Eagles have the better paint job but when the wind is gusting to 35 knots, buzzards are better fliers and sure do seem to enjoy it. Why do I think of the "Undertakers Ball" when I see vultures ripping up the sky?
The yard deer are starting to eat the rhododendron. Time to cut up a soap bar and hang the pieces on plants I'd like to still have in the spring. The twin button bucks are really growing fast. As I watch them, I wonder what they are feeding on...besides my garden?
The wind knocked another tree down across the paved road in front of one of the neighbor's farm driveway. AS usually happens, the other folks that live back here got a saw and cleared it out, cutting the hardwood into firewood lengths. As a group, the neighborhood clears a couple of trees a year out of those folks way. Since 1988 no one remembers them ever saying "thankyou." We'll talk about them but it won't matter. Even if the tree is lying across their driveway and everybody else can get by, the neighbors will still get together and cut it up... But we'll talk about them.

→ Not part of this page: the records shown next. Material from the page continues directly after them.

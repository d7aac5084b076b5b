//! Create table for Cloud Spanner.

use crate::core::catalog::GeneratorContext;
use crate::core::statement::{ColumnDefinition, DatabaseObject, Sql, Statement, StatementKind};
use crate::core::traits::{SqlGenerator, ValidationErrors, PRIORITY_DATABASE};
use crate::error::Result;

use super::wrong_statement;

/// Render one column definition: `name TYPE[ NOT NULL][ DEFAULT (value)]`.
pub(crate) fn render_column_definition(
    ctx: &GeneratorContext<'_>,
    column: &ColumnDefinition,
) -> Result<String> {
    Ok(format!(
        "{} {}",
        ctx.dialect.escape_object_name(&column.name)?,
        render_column_body(ctx, column)?
    ))
}

/// Everything after the column name.
///
/// Only an explicitly declared NOT NULL is rendered. The NOT NULL the host
/// implies for primary key columns is dropped because Spanner allows
/// nullable key columns.
pub(crate) fn render_column_body(
    ctx: &GeneratorContext<'_>,
    column: &ColumnDefinition,
) -> Result<String> {
    let mut sql = ctx.map_type(&column.data_type);
    if column.not_null {
        sql.push_str(" NOT NULL");
    }
    if let Some(default) = &column.default_value {
        sql.push_str(" DEFAULT (");
        sql.push_str(&ctx.dialect.value_to_sql(default)?);
        sql.push(')');
    }
    Ok(sql)
}

/// Moves the primary key out of the column list.
///
/// GoogleSQL: `CREATE TABLE T (a INT64, b STRING(100)) PRIMARY KEY (a)`.
/// The PostgreSQL interface keeps the constraint inside the parentheses.
pub struct CreateTableGeneratorSpanner;

impl SqlGenerator for CreateTableGeneratorSpanner {
    fn name(&self) -> &str {
        "CreateTableGeneratorSpanner"
    }

    fn kind(&self) -> StatementKind {
        StatementKind::CreateTable
    }

    fn priority(&self) -> i32 {
        PRIORITY_DATABASE
    }

    fn validate(&self, statement: &Statement, _ctx: &GeneratorContext<'_>) -> ValidationErrors {
        let mut errors = ValidationErrors::new();
        let Statement::CreateTable(stmt) = statement else {
            return errors;
        };
        errors.check_required("tableName", &stmt.table.table_name);
        if stmt.columns.is_empty() {
            errors.add("columns is required");
        }
        if stmt.primary_key_columns().is_empty() {
            errors.add("primary key is required");
        }
        errors
    }

    fn generate(&self, statement: &Statement, ctx: &GeneratorContext<'_>) -> Result<Vec<Sql>> {
        let Statement::CreateTable(stmt) = statement else {
            return Err(wrong_statement(self, statement));
        };

        let columns = stmt
            .columns
            .iter()
            .map(|c| render_column_definition(ctx, c))
            .collect::<Result<Vec<_>>>()?
            .join(", ");
        let table = ctx.dialect.escape_table_name(&stmt.table)?;
        let pk = ctx.dialect.escape_column_list(&stmt.primary_key_columns())?;

        let sql = if ctx.dialect.is_postgresql() {
            format!("CREATE TABLE {} ({}, PRIMARY KEY ({}))", table, columns, pk)
        } else {
            format!("CREATE TABLE {} ({}) PRIMARY KEY ({})", table, columns, pk)
        };

        let mut fragment = Sql::new(sql).affecting(DatabaseObject::table(&stmt.table));
        for column in &stmt.columns {
            fragment = fragment.affecting(DatabaseObject::column(&stmt.table, &column.name));
        }
        Ok(vec![fragment])
    }
}
//! # liquibase-spanner
//!
//! Cloud Spanner dialect rules for changelog-driven schema migrations.
//!
//! This library turns abstract schema-change statements into SQL that Cloud
//! Spanner accepts, for both its GoogleSQL and PostgreSQL interfaces:
//!
//! - **Statement generators** with Spanner overrides chosen by priority
//! - **Type mapping** from abstract changelog types to Spanner types
//! - **Unsupported-feature gate** rejecting statements Spanner cannot run
//! - **Snapshot adapter** reading schemas from INFORMATION_SCHEMA
//! - **Connection shim** adding the client user agent and DDL batching
//!
//! ## Example
//!
//! ```rust,no_run
//! use liquibase_spanner::{
//!     ChangeLog, DatabaseDialect, GeneratorContext, GeneratorRegistry, OfflineSchemaReader,
//! };
//!
//! fn main() -> liquibase_spanner::Result<()> {
//!     let registry = GeneratorRegistry::with_builtins();
//!     let reader = OfflineSchemaReader;
//!     let ctx = GeneratorContext::new(DatabaseDialect::GoogleStandardSql, &registry, &reader);
//!     for change_set in ChangeLog::load("changelog.yaml")?.render(&ctx)? {
//!         print!("{}", change_set.script());
//!     }
//!     Ok(())
//! }
//! ```

pub mod changelog;
pub mod config;
pub mod connection;
pub mod core;
pub mod dialect;
pub mod drivers;
pub mod error;
pub mod generators;
pub mod snapshot;

// Re-exports for convenient access
pub use changelog::{ChangeLog, ChangeSet, ChangesetSql};
pub use config::{ChangelogConfig, Config, DatabaseConfig, OutputConfig};
pub use connection::{batch_statements, with_user_agent, DatabaseConnection, SpannerConnection};
pub use crate::core::{GeneratorContext, GeneratorRegistry, Sql, Statement, StatementKind};
pub use dialect::SpannerTypeMapper;
pub use drivers::spanner::{
    DatabaseDialect, InformationSchemaReader, OfflineSchemaReader, SpannerDialect,
};
pub use error::{MigrateError, Result};
pub use snapshot::SnapshotAdapter;
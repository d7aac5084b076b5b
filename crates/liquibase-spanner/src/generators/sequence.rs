//! Sequences on Cloud Spanner.
//!
//! Spanner only has bit-reversed positive sequences. The generic sequence
//! knobs (cache, order, cycle, data type, increment) have no equivalent and
//! are rejected during validation.

use crate::core::catalog::GeneratorContext;
use crate::core::statement::{DatabaseObject, Sql, Statement, StatementKind};
use crate::core::traits::{SqlGenerator, ValidationErrors, PRIORITY_DATABASE};
use crate::error::Result;

use super::unsupported::unsupported_generate;
use super::wrong_statement;

pub const ALTER_SEQUENCE_VALIDATION_ERROR: &str = "The Liquibase Cloud Spanner extension does not support altering sequences from XML. Please use SQL to create the change instead.";

pub const RENAME_SEQUENCE_VALIDATION_ERROR: &str = "Cloud Spanner does not support renaming a sequence";

const SEQUENCE_KIND: &str = "bit_reversed_positive";

pub struct CreateSequenceGeneratorSpanner;

impl SqlGenerator for CreateSequenceGeneratorSpanner {
    fn name(&self) -> &str {
        "CreateSequenceGeneratorSpanner"
    }

    fn kind(&self) -> StatementKind {
        StatementKind::CreateSequence
    }

    fn priority(&self) -> i32 {
        PRIORITY_DATABASE
    }

    fn validate(&self, statement: &Statement, _ctx: &GeneratorContext<'_>) -> ValidationErrors {
        let mut errors = ValidationErrors::new();
        let Statement::CreateSequence(stmt) = statement else {
            return errors;
        };
        errors.check_required("sequenceName", &stmt.sequence_name);
        errors.check_disallowed("cacheSize", stmt.cache_size.is_some());
        errors.check_disallowed("ordered", stmt.ordered.is_some());
        errors.check_disallowed("cycle", stmt.cycle.is_some());
        errors.check_disallowed("dataType", stmt.data_type.is_some());
        // An increment of 1 is what Spanner does anyway.
        if stmt.increment_by != Some(1) {
            errors.check_disallowed("incrementBy", stmt.increment_by.is_some());
        }
        errors
    }

    fn generate(&self, statement: &Statement, ctx: &GeneratorContext<'_>) -> Result<Vec<Sql>> {
        let Statement::CreateSequence(stmt) = statement else {
            return Err(wrong_statement(self, statement));
        };
        let mut sql = format!(
            "CREATE SEQUENCE {}",
            ctx.dialect.escape_object_name(&stmt.sequence_name)?
        );

        if ctx.dialect.is_postgresql() {
            sql.push(' ');
            sql.push_str(SEQUENCE_KIND);
            if let Some(min) = stmt.min_value {
                sql.push_str(&format!(" SKIP RANGE {}", min));
            }
            if let Some(max) = stmt.max_value {
                sql.push_str(&format!(" {}", max));
            }
            if let Some(start) = stmt.start_value {
                sql.push_str(&format!(" START COUNTER WITH {}", start));
            }
        } else {
            sql.push_str(&format!(" OPTIONS (sequence_kind='{}'", SEQUENCE_KIND));
            if let Some(min) = stmt.min_value {
                sql.push_str(&format!(", skip_range_min = {}", min));
            }
            if let Some(max) = stmt.max_value {
                sql.push_str(&format!(", skip_range_max = {}", max));
            }
            if let Some(start) = stmt.start_value {
                sql.push_str(&format!(", start_with_counter = {}", start));
            }
            sql.push(')');
        }

        Ok(vec![Sql::new(sql).affecting(DatabaseObject::Sequence {
            name: stmt.sequence_name.clone(),
        })])
    }
}

pub struct AlterSequenceGeneratorSpanner;

impl SqlGenerator for AlterSequenceGeneratorSpanner {
    fn name(&self) -> &str {
        "AlterSequenceGeneratorSpanner"
    }

    fn kind(&self) -> StatementKind {
        StatementKind::AlterSequence
    }

    fn priority(&self) -> i32 {
        PRIORITY_DATABASE
    }

    fn validate(&self, _statement: &Statement, _ctx: &GeneratorContext<'_>) -> ValidationErrors {
        let mut errors = ValidationErrors::new();
        errors.add(ALTER_SEQUENCE_VALIDATION_ERROR);
        errors
    }

    fn generate(&self, _statement: &Statement, _ctx: &GeneratorContext<'_>) -> Result<Vec<Sql>> {
        Err(unsupported_generate(ALTER_SEQUENCE_VALIDATION_ERROR))
    }
}

pub struct RenameSequenceGeneratorSpanner;

impl SqlGenerator for RenameSequenceGeneratorSpanner {
    fn name(&self) -> &str {
        "RenameSequenceGeneratorSpanner"
    }

    fn kind(&self) -> StatementKind {
        StatementKind::RenameSequence
    }

    fn priority(&self) -> i32 {
        PRIORITY_DATABASE
    }

    fn validate(&self, _statement: &Statement, _ctx: &GeneratorContext<'_>) -> ValidationErrors {
        let mut errors = ValidationErrors::new();
        errors.add(RENAME_SEQUENCE_VALIDATION_ERROR);
        errors
    }

    fn generate(&self, _statement: &Statement, _ctx: &GeneratorContext<'_>) -> Result<Vec<Sql>> {
        Err(unsupported_generate(RENAME_SEQUENCE_VALIDATION_ERROR))
    }
}
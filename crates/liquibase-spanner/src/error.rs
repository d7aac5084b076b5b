//! Error types for the Spanner dialect library.

use thiserror::Error;

/// Process exit codes reported by the CLI for each error category.
pub const EXIT_CONFIG_ERROR: u8 = 1;
pub const EXIT_VALIDATION_ERROR: u8 = 2;
pub const EXIT_UNSUPPORTED: u8 = 3;
pub const EXIT_GENERATION_ERROR: u8 = 4;
pub const EXIT_METADATA_ERROR: u8 = 5;
pub const EXIT_CONNECTION_ERROR: u8 = 6;
pub const EXIT_IO_ERROR: u8 = 7;

/// Main error type for statement generation, snapshots and configuration.
#[derive(Error, Debug)]
pub enum MigrateError {
    /// Configuration error (invalid YAML, missing fields, etc.)
    #[error("Configuration error: {0}")]
    Config(String),

    /// A statement failed validation. Nothing was generated for it.
    #[error("Validation failed for {statement}: {}", .errors.join("; "))]
    Validation {
        statement: String,
        errors: Vec<String>,
    },

    /// The statement can never be expressed on Cloud Spanner.
    ///
    /// Raised from `generate` for statement kinds whose failure cannot be
    /// reported through validation.
    #[error("{0}")]
    Unsupported(String),

    /// SQL generation failed after validation passed.
    #[error("Generation failed: {0}")]
    Generation(String),

    /// No registered generator claims the statement for the dialect.
    #[error("No SQL generator for {kind} on dialect {dialect}")]
    NoGenerator { kind: String, dialect: String },

    /// An identifier is empty, too long or otherwise unusable.
    #[error("Invalid identifier: {0}")]
    Identifier(String),

    /// A metadata lookup against INFORMATION_SCHEMA failed.
    #[error("{message}")]
    Metadata {
        message: String,
        #[source]
        source: Option<Box<MigrateError>>,
    },

    /// Raw query failure reported by a metadata source.
    #[error("Query failed: {0}")]
    Query(String),

    /// Connection could not be opened or closed.
    #[error("Connection error: {0}")]
    Connection(String),

    /// IO error (file operations)
    #[error("IO error: {0}")]
    Io(#[from] std::io::Error),

    /// YAML serialization/deserialization error
    #[error("YAML error: {0}")]
    Yaml(#[from] serde_yaml::Error),

    /// JSON serialization/deserialization error
    #[error("JSON error: {0}")]
    Json(#[from] serde_json::Error),
}

impl MigrateError {
    /// Create a Validation error for a statement description.
    pub fn validation(statement: impl Into<String>, errors: Vec<String>) -> Self {
        MigrateError::Validation {
            statement: statement.into(),
            errors,
        }
    }

    /// Create a Metadata error without an underlying cause.
    pub fn metadata(message: impl Into<String>) -> Self {
        MigrateError::Metadata {
            message: message.into(),
            source: None,
        }
    }

    /// Wrap a lower-level failure into a Metadata error.
    pub fn metadata_with(message: impl Into<String>, source: MigrateError) -> Self {
        MigrateError::Metadata {
            message: message.into(),
            source: Some(Box::new(source)),
        }
    }

    /// Create a NoGenerator error.
    pub fn no_generator(kind: impl Into<String>, dialect: impl Into<String>) -> Self {
        MigrateError::NoGenerator {
            kind: kind.into(),
            dialect: dialect.into(),
        }
    }

    /// Exit code the CLI reports for this error.
    pub fn exit_code(&self) -> u8 {
        match self {
            MigrateError::Config(_)
            | MigrateError::Identifier(_)
            | MigrateError::Yaml(_)
            | MigrateError::Json(_) => EXIT_CONFIG_ERROR,
            MigrateError::Validation { .. } => EXIT_VALIDATION_ERROR,
            MigrateError::Unsupported(_) => EXIT_UNSUPPORTED,
            MigrateError::Generation(_) | MigrateError::NoGenerator { .. } => {
                EXIT_GENERATION_ERROR
            }
            MigrateError::Metadata { .. } | MigrateError::Query(_) => EXIT_METADATA_ERROR,
            MigrateError::Connection(_) => EXIT_CONNECTION_ERROR,
            MigrateError::Io(_) => EXIT_IO_ERROR,
        }
    }

    /// Format error with full details including error chain
    pub fn format_detailed(&self) -> String {
        let mut output = format!("Error: {}\n", self);

        let mut source = std::error::Error::source(self);
        let mut depth = 1;
        while let Some(err) = source {
            output.push_str(&format!("\nCaused by:\n  {}: {}", depth, err));
            source = err.source();
            depth += 1;
        }

        output
    }
}

/// Result type alias for library operations.
pub type Result<T> = std::result::Result<T, MigrateError>;
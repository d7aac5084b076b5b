//! Bootstrap DDL for the changelog tracking tables.
//!
//! The table layouts are a contract with other tooling reading these
//! tables, so the text is emitted verbatim with only the table name
//! substituted.

use crate::core::catalog::GeneratorContext;
use crate::core::statement::{
    ColumnAssignment, DatabaseObject, DeleteStatement, InsertStatement, Sql, Statement,
    StatementKind, TableRef,
};
use crate::core::traits::{SqlGenerator, PRIORITY_DATABASE};
use crate::error::Result;

const TABLE_NAME_PLACEHOLDER: &str = "__TABLE_NAME__";

const CHANGELOG_TABLE_GOOGLESQL: &str = "CREATE TABLE __TABLE_NAME__
(
    id            string(MAX) not null,
    author        string(MAX) not null,
    filename      string(MAX) not null,
    dateExecuted  timestamp   not null,
    orderExecuted int64       not null,
    execType      string(MAX),
    md5sum        string(MAX),
    description   string(MAX),
    comments      string(MAX),
    tag           string(MAX),
    liquibase     string(MAX),
    contexts      string(MAX),
    labels        string(MAX),
    deployment_id string(MAX),
) primary key (id, author, filename);";

const CHANGELOG_TABLE_POSTGRESQL: &str = "CREATE TABLE public.__TABLE_NAME__
(
    id            varchar(255) not null,
    author        varchar(255) not null,
    filename      varchar(255) not null,
    dateExecuted  timestamptz  not null,
    orderExecuted bigint       not null,
    execType      varchar(255),
    md5sum        varchar(255),
    description   varchar(255),
    comments      varchar(255),
    tag           varchar(255),
    liquibase     varchar(255),
    contexts      varchar(255),
    labels        varchar(255),
    deployment_id varchar(255),
    PRIMARY KEY (id, author, filename)
);";

const LOCK_TABLE_GOOGLESQL: &str = "CREATE TABLE __TABLE_NAME__
(
    id          int64,
    locked      bool,
    lockgranted timestamp,
    lockedby    string(max),
) primary key (id)";

const LOCK_TABLE_POSTGRESQL: &str = "CREATE TABLE public.__TABLE_NAME__
(
    id          bigint primary key,
    locked      bool,
    lockgranted timestamptz,
    lockedby    varchar
)";

fn bootstrap_sql(template: &str, table_name: &str) -> Sql {
    let text = template.replace(TABLE_NAME_PLACEHOLDER, table_name);
    // The changelog templates carry their own terminator.
    let sql = if text.ends_with(';') {
        Sql::new(text).with_delimiter("")
    } else {
        Sql::new(text)
    };
    sql.affecting(DatabaseObject::Table {
        name: table_name.to_string(),
    })
}

pub struct CreateDatabaseChangeLogTableGeneratorSpanner;

impl SqlGenerator for CreateDatabaseChangeLogTableGeneratorSpanner {
    fn name(&self) -> &str {
        "CreateDatabaseChangeLogTableGeneratorSpanner"
    }

    fn kind(&self) -> StatementKind {
        StatementKind::CreateChangeLogTable
    }

    fn priority(&self) -> i32 {
        PRIORITY_DATABASE
    }

    fn generate(&self, _statement: &Statement, ctx: &GeneratorContext<'_>) -> Result<Vec<Sql>> {
        let template = if ctx.dialect.is_postgresql() {
            CHANGELOG_TABLE_POSTGRESQL
        } else {
            CHANGELOG_TABLE_GOOGLESQL
        };
        Ok(vec![bootstrap_sql(template, &ctx.changelog.table_name)])
    }
}

pub struct CreateDatabaseChangeLogLockTableGeneratorSpanner;

impl SqlGenerator for CreateDatabaseChangeLogLockTableGeneratorSpanner {
    fn name(&self) -> &str {
        "CreateDatabaseChangeLogLockTableGeneratorSpanner"
    }

    fn kind(&self) -> StatementKind {
        StatementKind::CreateChangeLogLockTable
    }

    fn priority(&self) -> i32 {
        PRIORITY_DATABASE
    }

    fn generate(&self, _statement: &Statement, ctx: &GeneratorContext<'_>) -> Result<Vec<Sql>> {
        let template = if ctx.dialect.is_postgresql() {
            LOCK_TABLE_POSTGRESQL
        } else {
            LOCK_TABLE_GOOGLESQL
        };
        Ok(vec![bootstrap_sql(template, &ctx.changelog.lock_table_name)])
    }
}

/// Clears the lock table and inserts the single unlocked row, going through
/// the delete and insert generators.
pub struct InitializeChangeLogLockTableGeneratorSpanner;

impl SqlGenerator for InitializeChangeLogLockTableGeneratorSpanner {
    fn name(&self) -> &str {
        "InitializeChangeLogLockTableGeneratorSpanner"
    }

    fn kind(&self) -> StatementKind {
        StatementKind::InitializeChangeLogLockTable
    }

    fn priority(&self) -> i32 {
        PRIORITY_DATABASE
    }

    fn generate(&self, _statement: &Statement, ctx: &GeneratorContext<'_>) -> Result<Vec<Sql>> {
        let table = TableRef::new(&ctx.changelog.lock_table_name);
        let statements = [
            Statement::Delete(DeleteStatement {
                table: table.clone(),
                where_clause: Some("true".to_string()),
            }),
            Statement::Insert(InsertStatement {
                table,
                columns: vec![
                    ColumnAssignment::new("ID", 1),
                    ColumnAssignment::new("LOCKED", false),
                ],
            }),
        ];
        ctx.registry.generate_all(&statements, ctx)
    }
}

#[cfg(test)]
mod tests {
    use super::*;
    use crate::config::ChangelogConfig;
    use crate::core::catalog::GeneratorRegistry;
    use crate::drivers::spanner::{DatabaseDialect, OfflineSchemaReader};

    fn generate(
        dialect: DatabaseDialect,
        changelog: ChangelogConfig,
        statement: Statement,
    ) -> Vec<Sql> {
        let registry = GeneratorRegistry::with_builtins();
        let reader = OfflineSchemaReader;
        let ctx = GeneratorContext::new(dialect, &registry, &reader).with_changelog(changelog);
        registry.generate(&statement, &ctx).unwrap()
    }

    // =========================================================================
    // Changelog table
    // =========================================================================

    #[test]
    fn test_changelog_table_native_verbatim() {
        let sql = generate(
            DatabaseDialect::GoogleStandardSql,
            ChangelogConfig::default(),
            Statement::CreateChangeLogTable,
        );
        assert_eq!(sql.len(), 1);
        assert_eq!(
            sql[0].text,
            "CREATE TABLE DATABASECHANGELOG\n(\n    id            string(MAX) not null,\n    author        string(MAX) not null,\n    filename      string(MAX) not null,\n    dateExecuted  timestamp   not null,\n    orderExecuted int64       not null,\n    execType      string(MAX),\n    md5sum        string(MAX),\n    description   string(MAX),\n    comments      string(MAX),\n    tag           string(MAX),\n    liquibase     string(MAX),\n    contexts      string(MAX),\n    labels        string(MAX),\n    deployment_id string(MAX),\n) primary key (id, author, filename);"
        );
        assert_eq!(sql[0].end_delimiter, "");
    }

    #[test]
    fn test_changelog_table_pg_custom_name() {
        let changelog = ChangelogConfig {
            table_name: "MIGRATIONS".into(),
            ..Default::default()
        };
        let sql = generate(
            DatabaseDialect::Postgresql,
            changelog,
            Statement::CreateChangeLogTable,
        );
        assert!(sql[0].text.starts_with("CREATE TABLE public.MIGRATIONS\n(\n"));
        assert!(sql[0]
            .text
            .ends_with("    deployment_id varchar(255),\n    PRIMARY KEY (id, author, filename)\n);"));
    }

    // =========================================================================
    // Lock table
    // =========================================================================

    #[test]
    fn test_lock_table_native_verbatim() {
        let sql = generate(
            DatabaseDialect::GoogleStandardSql,
            ChangelogConfig::default(),
            Statement::CreateChangeLogLockTable,
        );
        assert_eq!(
            sql[0].text,
            "CREATE TABLE DATABASECHANGELOGLOCK\n(\n    id          int64,\n    locked      bool,\n    lockgranted timestamp,\n    lockedby    string(max),\n) primary key (id)"
        );
        assert_eq!(sql[0].end_delimiter, ";");
    }

    #[test]
    fn test_lock_table_pg_verbatim() {
        let sql = generate(
            DatabaseDialect::Postgresql,
            ChangelogConfig::default(),
            Statement::CreateChangeLogLockTable,
        );
        assert_eq!(
            sql[0].text,
            "CREATE TABLE public.DATABASECHANGELOGLOCK\n(\n    id          bigint primary key,\n    locked      bool,\n    lockgranted timestamptz,\n    lockedby    varchar\n)"
        );
    }

    #[test]
    fn test_initialize_lock_table() {
        let sql: Vec<String> = generate(
            DatabaseDialect::GoogleStandardSql,
            ChangelogConfig::default(),
            Statement::InitializeChangeLogLockTable,
        )
        .into_iter()
        .map(|s| s.text)
        .collect();
        assert_eq!(
            sql,
            vec![
                "DELETE FROM DATABASECHANGELOGLOCK WHERE true",
                "INSERT INTO DATABASECHANGELOGLOCK (ID, LOCKED) VALUES (1, FALSE)",
            ]
        );
    }
}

The woodpeckers were everywhere this morning. I wondered about this until I noticed that the wind had knocked the suet feeder down onto the porch and Maggie, the cat, was standing guard, trying to look disinterested. The birds are studying the situation but refuse to get closer than a certain distance. Maggie gets up to the deck by climbing twenty feet up a dogwood tree. She is all fluffy looking but when some one tries to pick her up, they realize that she's hard as a concrete block wearing a fur coat. The coyotes don't mess with her and the dogs get out of her way when she walks up to the water dish. Oddly, even though she lays her ears back and cat growls at them, the racoons eat whatever they want of her food. It's a rock, paper, scissors, pecking order out there, and I don't pretend to understand it.
It's cold today, dusting us with snow, and I have to restock the firewood on the back porch. This is a good chore. it has a far more tangible reward than things like cleaning, which also must be done before the wife gets home from her mother's house in Virginia. We men have decided that it's better for her not to know what the house looks like when she's been gone. After we clean up, it will still be a mess by her standards. I don't pretend to understand this either.
The years teach much which the days never knew. ..The days come and go like muffled and veiled figures sent from a distant friendly party, but they say nothing, and if we do not use the gifts they bring, they carry them as silently away.